The Deaths of John Bartram



The day before the war began
is remembered in context of the war. The chores,
and breaking down the one printing press
to carry it away, resources
consolidated, blankets
distributed, and livestock
herded away from invasion.


The day before the riot began is remembered
in context of riots. Always, authorities say
rioters are from elsewhere, like parents
who deny actions of a child
that reflect poorly on them, blindness
or refusal to see sets the stage.


That the place would be torn up, a life’s work
in ruins is feared. I can’t see the garden,
can’t see the river thru the foliage.
I can’t see the gray stone house
or billowing black smoke in the distance.
A noncombatant commercial botanist
lay dead on the path.


The past is hard to see
for the stinging smoke of its blazes.
I can’t see the past
and the paths are easily overgrown.
The smoke of a century-old riot
is detected still in race relations.


No statue for this one, not even
for vines to climb, but a kind
of unpacked stature
in crated seed boxes to
send forth living specimens
and a thousand seedlings
from which citations
of the past are perennial.









Farragut in Bryant Park



The moment becomes funereal,
  moving eerily about.
Then things get real. Surfaces
  explode in splinters,
about to become surreal,
  moving about “as in a dream.”


As the 12 year old kid remembered,
  mid-ship, active duty midshipman,
bombarded off Valparaiso
  he wrote of it in old age.


He recalled associates later
  who chortled at his recollections
of battle: death, ruin, privations
  of war among civilians. 
He strode out the back room of the grocer
  while the cracker barrel crowd
tittered and called him a croaker.

He fled the southern city
  and compulsory service
for the Confederacy
  not unlike the captain
some generations on
  who edelweissed
his way out of the Anschluss
  up and over the Alps. 









The Dotted Line



The agent who brokered America’s most expensive art sale
  is the dad of one the guys
shielding America’s most shady president
  from mundane Congressional oversight.
The objet d’art is a yard-long silver bunny balloon
  whose surface mirrors the self-satisfied smiles
of hedge fund billionaires.


That the balloon is not a plucked chicken speaks
  to the basic dishonesty of millionaire artists;
mirrors their dull wit and predictability, interested
  only in self-enrichment and aggrandizing. For all
American cities need prominent statues of chickens,
  featherless, adorned with sugar and corn,
as homage to the American food chain, and
  commemoration to the half-baked measures
taken by the administration in combatting the pandemic
  by keeping nuggets in every pot.


The position of the crackpot in America
  is long and undistinguished.
In the early 21st century
  one was made president
and the nation hummed along miserably
  (but kind of semi-stable)
as long as corporate profits were steady.

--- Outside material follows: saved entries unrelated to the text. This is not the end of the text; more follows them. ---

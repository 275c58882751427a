//! Typed observations, failure classes, and the per-phase run report.
//!
//! Observations are what an operator reads; the report is what the executor
//! and the pointer writer consume.
use crate::command::CommandError;
use crate::context::ContextError;
use serde::{Deserialize, Serialize};
use std::fmt;

/// Category of one observation line.
#[derive(Debug, Deserialize, Serialize, Clone, Copy, PartialEq, Eq, Hash)]
#[serde(rename_all = "snake_case")]
pub enum ObservationKind {
    Section,
    Success,
    Warning,
    Error,
    Info,
    Skip,
    Plain,
}

impl ObservationKind {
    /// Icon used when the observation does not carry its own.
    pub fn default_icon(self) -> Option<&'static str> {
        match self {
            ObservationKind::Section | ObservationKind::Plain => None,
            ObservationKind::Success => Some("✅"),
            ObservationKind::Warning => Some("⚠️"),
            ObservationKind::Error => Some("❌"),
            ObservationKind::Info => Some("ℹ️"),
            ObservationKind::Skip => Some("⏭️"),
        }
    }

    pub fn as_str(self) -> &'static str {
        match self {
            ObservationKind::Section => "section",
            ObservationKind::Success => "success",
            ObservationKind::Warning => "warning",
            ObservationKind::Error => "error",
            ObservationKind::Info => "info",
            ObservationKind::Skip => "skip",
            ObservationKind::Plain => "plain",
        }
    }
}

/// One categorized line of operator-visible output.
///
/// Section observations keep their heading in `section`; every other kind
/// uses `text`.
#[derive(Debug, Deserialize, Serialize, Clone, PartialEq, Eq)]
pub struct Observation {
    pub kind: ObservationKind,
    #[serde(default, skip_serializing_if = "Option::is_none")]
    pub icon: Option<String>,
    #[serde(default, skip_serializing_if = "String::is_empty")]
    pub prefix: String,
    #[serde(default, skip_serializing_if = "String::is_empty")]
    pub section: String,
    #[serde(default, skip_serializing_if = "String::is_empty")]
    pub text: String,
}

impl Observation {
    fn with_text(kind: ObservationKind, text: impl Into<String>) -> Self {
        Self {
            kind,
            icon: None,
            prefix: String::new(),
            section: String::new(),
            text: text.into(),
        }
    }

    pub fn section(icon: impl Into<String>, text: impl Into<String>) -> Self {
        let icon = icon.into();
        Self {
            kind: ObservationKind::Section,
            icon: (!icon.is_empty()).then_some(icon),
            prefix: String::new(),
            section: text.into(),
            text: String::new(),
        }
    }

    pub fn success(text: impl Into<String>) -> Self {
        Self::with_text(ObservationKind::Success, text)
    }

    pub fn warning(text: impl Into<String>) -> Self {
        Self::with_text(ObservationKind::Warning, text)
    }

    pub fn error(text: impl Into<String>) -> Self {
        Self::with_text(ObservationKind::Error, text)
    }

    pub fn info(text: impl Into<String>) -> Self {
        Self::with_text(ObservationKind::Info, text)
    }

    pub fn skip(text: impl Into<String>) -> Self {
        Self::with_text(ObservationKind::Skip, text)
    }

    pub fn plain(text: impl Into<String>) -> Self {
        Self::with_text(ObservationKind::Plain, text)
    }

    pub fn with_icon(mut self, icon: impl Into<String>) -> Self {
        let icon = icon.into();
        self.icon = (!icon.is_empty()).then_some(icon);
        self
    }

    pub fn with_prefix(mut self, prefix: impl Into<String>) -> Self {
        self.prefix = prefix.into();
        self
    }

    /// Heading for sections, text for everything else.
    pub fn message(&self) -> &str {
        if self.kind == ObservationKind::Section {
            &self.section
        } else {
            &self.text
        }
    }

    pub fn is_skip(&self) -> bool {
        self.kind == ObservationKind::Skip
    }
}

impl fmt::Display for Observation {
    fn fmt(&self, f: &mut fmt::Formatter<'_>) -> fmt::Result {
        let icon = self
            .icon
            .as_deref()
            .or_else(|| self.kind.default_icon());
        if self.kind == ObservationKind::Section {
            return match icon {
                Some(icon) => write!(f, "{icon} {}", self.section),
                None => write!(f, "{}", self.section),
            };
        }
        let mut line = String::new();
        if let Some(icon) = icon {
            line.push_str(icon);
            line.push(' ');
        }
        if !self.prefix.is_empty() {
            line.push_str(&self.prefix);
            line.push_str(": ");
        }
        line.push_str(&self.text);
        f.write_str(&line)
    }
}

/// Stable one-line renderings for pointer files.
pub fn observations_to_strings(observations: &[Observation]) -> Vec<String> {
    observations
        .iter()
        .map(|observation| observation.to_string())
        .filter(|line| !line.trim().is_empty())
        .collect()
}

/// Closed set of failure buckets that drive remediation.
#[derive(Debug, Deserialize, Serialize, Clone, Copy, PartialEq, Eq, Hash)]
#[serde(rename_all = "snake_case")]
pub enum FailureClass {
    Misconfiguration,
    MissingDependency,
    Timeout,
    System,
}

impl FailureClass {
    pub fn as_str(self) -> &'static str {
        match self {
            FailureClass::Misconfiguration => "misconfiguration",
            FailureClass::MissingDependency => "missing_dependency",
            FailureClass::Timeout => "timeout",
            FailureClass::System => "system",
        }
    }
}

impl fmt::Display for FailureClass {
    fn fmt(&self, f: &mut fmt::Formatter<'_>) -> fmt::Result {
        f.write_str(self.as_str())
    }
}

/// Map a runner-specific class name onto the closed set; unknown → `system`.
pub fn standardize_failure_class(raw: &str) -> FailureClass {
    match raw.trim().to_ascii_lowercase().replace('-', "_").as_str() {
        "misconfiguration" | "configuration" | "config" | "invalid_config" | "stale_bundle" => {
            FailureClass::Misconfiguration
        }
        "missing_dependency" | "dependency" | "missing_tool" | "not_found" => {
            FailureClass::MissingDependency
        }
        "timeout" | "deadline_exceeded" | "timed_out" => FailureClass::Timeout,
        _ => FailureClass::System,
    }
}

/// Classify an arbitrary error by the typed causes it carries.
///
/// Deadline → `timeout`, cancel → `system`, exit 124 → `timeout`,
/// exit 127 or missing executable → `missing_dependency`, else `system`.
pub fn classify_error(err: &anyhow::Error) -> FailureClass {
    for cause in err.chain() {
        if let Some(ctx) = cause.downcast_ref::<ContextError>() {
            return match ctx {
                ContextError::DeadlineExceeded => FailureClass::Timeout,
                ContextError::Canceled => FailureClass::System,
            };
        }
        if let Some(cmd) = cause.downcast_ref::<CommandError>() {
            return match cmd {
                CommandError::NotFound { .. } => FailureClass::MissingDependency,
                CommandError::Interrupted {
                    cause: ContextError::DeadlineExceeded,
                    ..
                } => FailureClass::Timeout,
                CommandError::Exit {
                    code: Some(124), ..
                } => FailureClass::Timeout,
                CommandError::Exit {
                    code: Some(127), ..
                } => FailureClass::MissingDependency,
                _ => FailureClass::System,
            };
        }
    }
    FailureClass::System
}

/// Per-phase outcome produced by a runner.
///
/// `err.is_some()` if and only if `failure_class.is_some()`.
#[derive(Debug, Default)]
pub struct RunReport {
    pub err: Option<anyhow::Error>,
    pub failure_class: Option<FailureClass>,
    pub remediation: String,
    pub observations: Vec<Observation>,
    /// Phase-specific extras copied into the pointer's `summary`.
    pub summary: Option<serde_json::Value>,
}

impl RunReport {
    pub fn passed(observations: Vec<Observation>) -> Self {
        Self {
            observations,
            ..Self::default()
        }
    }

    pub fn failed(
        err: anyhow::Error,
        class: FailureClass,
        remediation: impl Into<String>,
        observations: Vec<Observation>,
    ) -> Self {
        Self {
            err: Some(err),
            failure_class: Some(class),
            remediation: remediation.into(),
            observations,
            summary: None,
        }
    }

    pub fn with_summary(mut self, summary: serde_json::Value) -> Self {
        self.summary = Some(summary);
        self
    }

    pub fn is_success(&self) -> bool {
        self.err.is_none()
    }

    pub fn has_skip(&self) -> bool {
        self.observations.iter().any(Observation::is_skip)
    }
}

When meat workers die between shifts at the factory
  an evaluation of profits is called for. And when
health care workers die in great numbers
  an evaluation of profits is called for.

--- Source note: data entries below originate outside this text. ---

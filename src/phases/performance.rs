//! Build-duration budgets for the scenario's API and UI.
use crate::adapter::{run_phase_with_expectations, PhaseResult};
use crate::catalog::PhaseRunner;
use crate::command::{args, display_command, Log};
use crate::config::{load_testing_config, PerformanceSettings};
use crate::context::RunContext;
use crate::observe::{Observation, RunReport};
use crate::phases::{package_manager, package_scripts};
use crate::toolbox::Toolbox;
use crate::workspace::Environment;
use anyhow::{anyhow, Context, Result};
use serde_json::{json, Value};
use std::io::Write;
use std::path::{Path, PathBuf};
use std::time::{Duration, Instant};

/// One timed build.
#[derive(Debug, Clone, PartialEq)]
pub struct Build {
    pub target: &'static str,
    pub dir: PathBuf,
    pub program: String,
    pub args: Vec<String>,
    /// `Duration::ZERO` disables the budget.
    pub budget: Duration,
}

#[derive(Debug, Clone, PartialEq)]
pub struct Measurement {
    pub target: &'static str,
    pub elapsed: Duration,
    pub budget: Duration,
}

impl Measurement {
    pub fn over_budget(&self) -> bool {
        !self.budget.is_zero() && self.elapsed > self.budget
    }

    fn to_json(&self) -> Value {
        json!({
            "target": self.target,
            "elapsed_seconds": self.elapsed.as_secs_f64(),
            "budget_seconds": self.budget.as_secs_f64(),
            "over_budget": self.over_budget(),
        })
    }
}

/// Builds implied by the scenario layout. `go_out` receives Go binaries.
pub fn planned_builds(
    env: &Environment,
    settings: &PerformanceSettings,
    go_out: &Path,
) -> Result<Vec<Build>> {
    let paths = env.paths();
    let mut builds = Vec::new();
    let api = paths.api_dir();
    if api.join("go.mod").is_file() {
        builds.push(Build {
            target: "go",
            dir: api,
            program: "go".to_string(),
            args: args(["build".to_string(), "-o".to_string(), go_out.display().to_string(), "./...".to_string()]),
            budget: settings.go_build_budget(),
        });
    }
    let ui = paths.ui_dir();
    if package_scripts(&ui)?.contains_key("build") {
        let manager = package_manager(&ui);
        builds.push(Build {
            target: "ui",
            dir: ui,
            program: manager.to_string(),
            args: args(["run", "build"]),
            budget: settings.ui_build_budget(),
        });
    }
    Ok(builds)
}

#[derive(Debug, Default)]
pub struct PerformanceOutcome {
    pub observations: Vec<Observation>,
    pub measurements: Vec<Measurement>,
    pub failure: Option<(anyhow::Error, &'static str, String)>,
}

fn measure(
    ctx: &RunContext,
    env: &Environment,
    tools: &Toolbox,
    log: &mut Log,
    settings: PerformanceSettings,
) -> Result<PerformanceOutcome> {
    let mut outcome = PerformanceOutcome::default();
    if !settings.enabled {
        outcome
            .observations
            .push(Observation::skip("performance checks disabled in .vrooli/testing.json"));
        return Ok(outcome);
    }
    let scratch = tempfile::Builder::new()
        .prefix("test-genie-build-")
        .tempdir()
        .context("create build output directory")?;
    let builds = planned_builds(env, &settings, scratch.path())?;
    if builds.is_empty() {
        outcome
            .observations
            .push(Observation::skip("no Go API or UI build script to time"));
        return Ok(outcome);
    }
    outcome
        .observations
        .push(Observation::section("⏱️", "Timing builds"));

    for build in &builds {
        ctx.check()?;
        let _ = writeln!(log, "--- {} build: {}", build.target, display_command(&build.program, &build.args));
        let started = Instant::now();
        if let Err(err) = tools
            .commands
            .run(ctx, &build.dir, log, &build.program, &build.args)
        {
            outcome
                .observations
                .push(Observation::error(format!("{} build failed: {err:#}", build.target)));
            outcome.failure = Some((
                err.context(format!("{} build failed", build.target)),
                "",
                format!("Fix the {} build; the phase log has the compiler output.", build.target),
            ));
            return Ok(outcome);
        }
        let measurement = Measurement {
            target: build.target,
            elapsed: started.elapsed(),
            budget: build.budget,
        };
        let line = format!(
            "{} build took {:.2}s (budget {:.2}s)",
            build.target,
            measurement.elapsed.as_secs_f64(),
            measurement.budget.as_secs_f64()
        );
        tracing::debug!(
            build = build.target,
            elapsed_secs = measurement.elapsed.as_secs_f64(),
            "build timed"
        );
        outcome.observations.push(if measurement.over_budget() {
            Observation::error(line)
        } else {
            Observation::success(line)
        });
        outcome.measurements.push(measurement);
    }

    let missed: Vec<&Measurement> = outcome
        .measurements
        .iter()
        .filter(|measurement| measurement.over_budget())
        .collect();
    if !missed.is_empty() {
        let targets = missed
            .iter()
            .map(|measurement| measurement.target)
            .collect::<Vec<_>>()
            .join(", ");
        outcome.failure = Some((
            anyhow!("build duration budget exceeded for {targets}"),
            "system",
            format!(
                "Speed up the {targets} build or raise the budget under performance in .vrooli/testing.json."
            ),
        ));
    }
    Ok(outcome)
}

fn extract(outcome: PerformanceOutcome) -> PhaseResult<Observation> {
    let extras = json!({
        "builds": outcome.measurements.iter().map(Measurement::to_json).collect::<Vec<_>>(),
    });
    match outcome.failure {
        None => PhaseResult::success(outcome.observations).with_extras(extras),
        Some((err, class, remediation)) => {
            PhaseResult::failure(err, class, remediation, outcome.observations).with_extras(extras)
        }
    }
}

#[derive(Debug, Clone, Copy, Default)]
pub struct PerformanceRunner;

impl PhaseRunner for PerformanceRunner {
    fn run(&self, ctx: &RunContext, env: &Environment, tools: &Toolbox, log: &mut Log) -> RunReport {
        run_phase_with_expectations(
            ctx,
            env,
            log,
            "performance",
            |dir| load_testing_config(dir).map(|config| config.performance),
            |settings, log| measure(ctx, env, tools, log, settings),
            extract,
        )
    }
}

The document slid from the White House desk
  like spoiled meat, keeping the
meat plants open no matter what.
On the plinth of every plucked chicken
  monument place the names of
executives and lobbyists as honor
  to the unnamed dead workers
discarded like blood-soaked foam trays.









Drift Lines



Where Bartram found seashells miles from shore
  (1752) or in mountains
the fossils will be under the waves again before long.

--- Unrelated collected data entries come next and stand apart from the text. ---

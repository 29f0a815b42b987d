use crate::utils::{AppError, AppResult};
use shared::models::{
    CustomerInfo, DrinkLine, Entitlement, MealLine, PaymentMethod, PlanSnapshot,
};

/// Immutable per-step order under construction.
///
/// Each `with_*` step consumes the draft and returns a new one, so every
/// stage of checkout can be validated and tested in isolation without
/// shared mutable state.
#[derive(Debug, Clone)]
pub struct OrderDraft {
    pub customer_id: i64,
    pub plan: PlanSnapshot,
    pub meals: Vec<MealLine>,
    pub drinks: Vec<DrinkLine>,
    pub slot_ids: Vec<i64>,
    pub payment_method: PaymentMethod,
    pub customer_info: CustomerInfo,
    pub reward_requested: bool,
    /// Client-computed total, advisory only
    pub client_total: Option<f64>,
    /// Whether the customer already has a record with us; guest
    /// checkout must carry credentials so an account can be created
    pub has_existing_account: bool,
}

impl OrderDraft {
    pub fn new(customer_id: i64, plan: PlanSnapshot, customer_info: CustomerInfo) -> Self {
        Self {
            customer_id,
            plan,
            meals: Vec::new(),
            drinks: Vec::new(),
            slot_ids: Vec::new(),
            payment_method: PaymentMethod::Cod,
            customer_info,
            reward_requested: false,
            client_total: None,
            has_existing_account: false,
        }
    }

    pub fn with_meals(mut self, meals: Vec<MealLine>) -> Self {
        self.meals = meals;
        self
    }

    pub fn with_drinks(mut self, drinks: Vec<DrinkLine>) -> Self {
        self.drinks = drinks;
        self
    }

    pub fn with_slots(mut self, slot_ids: Vec<i64>) -> Self {
        self.slot_ids = slot_ids;
        self
    }

    pub fn with_payment(mut self, payment_method: PaymentMethod) -> Self {
        self.payment_method = payment_method;
        self
    }

    pub fn with_reward(mut self, requested: bool) -> Self {
        self.reward_requested = requested;
        self
    }

    pub fn with_client_total(mut self, total: Option<f64>) -> Self {
        self.client_total = total;
        self
    }

    pub fn with_existing_account(mut self, has_account: bool) -> Self {
        self.has_existing_account = has_account;
        self
    }

    /// Final validation before any side effect runs.
    pub fn validate(&self, entitlement: &Entitlement) -> AppResult<()> {
        if self.slot_ids.is_empty() {
            return Err(AppError::Validation(
                "At least one delivery slot must be selected".into(),
            ));
        }
        if self.slot_ids.len() > entitlement.max_slots {
            return Err(AppError::Validation(format!(
                "Selection holds {} slots but the membership tier allows {}",
                self.slot_ids.len(),
                entitlement.max_slots
            )));
        }
        let mut seen = self.slot_ids.clone();
        seen.sort_unstable();
        seen.dedup();
        if seen.len() != self.slot_ids.len() {
            return Err(AppError::Validation(
                "Duplicate delivery slot in selection".into(),
            ));
        }

        if self.meals.is_empty() {
            return Err(AppError::Validation("Order contains no meals".into()));
        }
        for meal in &self.meals {
            if meal.quantity <= 0 {
                return Err(AppError::Validation(format!(
                    "Meal '{}' has non-positive quantity",
                    meal.name
                )));
            }
        }
        for drink in &self.drinks {
            if drink.quantity <= 0 {
                return Err(AppError::Validation(format!(
                    "Drink '{}' has non-positive quantity",
                    drink.name
                )));
            }
            if drink.price < 0.0 {
                return Err(AppError::Validation(format!(
                    "Drink '{}' has negative price",
                    drink.name
                )));
            }
        }

        let info = &self.customer_info;
        if info.first_name.trim().is_empty()
            || info.last_name.trim().is_empty()
            || info.phone_number.trim().is_empty()
            || info.address.trim().is_empty()
        {
            return Err(AppError::Validation(
                "Delivery contact details are incomplete".into(),
            ));
        }

        if !self.has_existing_account {
            let email_ok = info
                .email
                .as_deref()
                .is_some_and(|e| !e.trim().is_empty());
            let password_ok = info
                .password
                .as_deref()
                .is_some_and(|p| !p.trim().is_empty());
            if !email_ok || !password_ok {
                return Err(AppError::Validation(
                    "Guest checkout requires email and password to create an account".into(),
                ));
            }
        }

        Ok(())
    }
}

Everyone then got around by creek
  sandy patches of embankment 
littered with potholes
  where hands dug out potatoes.


The first Philadelphians dragged their oak-paneled dressers
  up the river bank, coming out from caves.
They looked aghast upon the labor required
  to amass fortunes, and thrive in the woods
to be rechristened Center City. Some
  among them pooled their gold
to make more gold, and dispatched
  a ship to Africa.


What comes out of books like fossils,
sometimes curious, sometimes
  paperweights for mind:
Look at the books I’ve gotten tangled up with
Look at all the books.


Eagerly drawn in, looking for places to grab on,
  finding reasons to stay.
The books will be under the waves before long.









Sight Lines



I adhere to an evolving line,
  path-like. It twists
around a complementary path
  the way bittersweet grows
on forsythia.
      (I just realized
I have likened my vocation 
  to a plant called ‘bittersweet.’)


The research, and my gut,
  said do more. Thrive
as your own upright self.
What that says about your brain
  benefits the mind. (I rip
bittersweet out of my own garden.
What does that evoke
  for poetic image?)


There’s a whole physiology to
  a healthy mind, hey? 
and the math of breathing. 
Mind wandering is an art, focused
  now, now meandering, now
policed by present moment.


How the voice is a guise under which I write.
If I duck out of critical mind
  what then?       Not worry 
  or even think of
   news or weather? 


Open swim for the mind. Lucretius
  and Bakunin, lifeguard certified.
I slid down the seaboard,
  and made a bench of the continental shelf,
settled into the benthic zone 
  and hung a poster of Plato on the cliff wall, 
an ironic cave. I defaced his image 
  with handlebar moustache
and missing teeth.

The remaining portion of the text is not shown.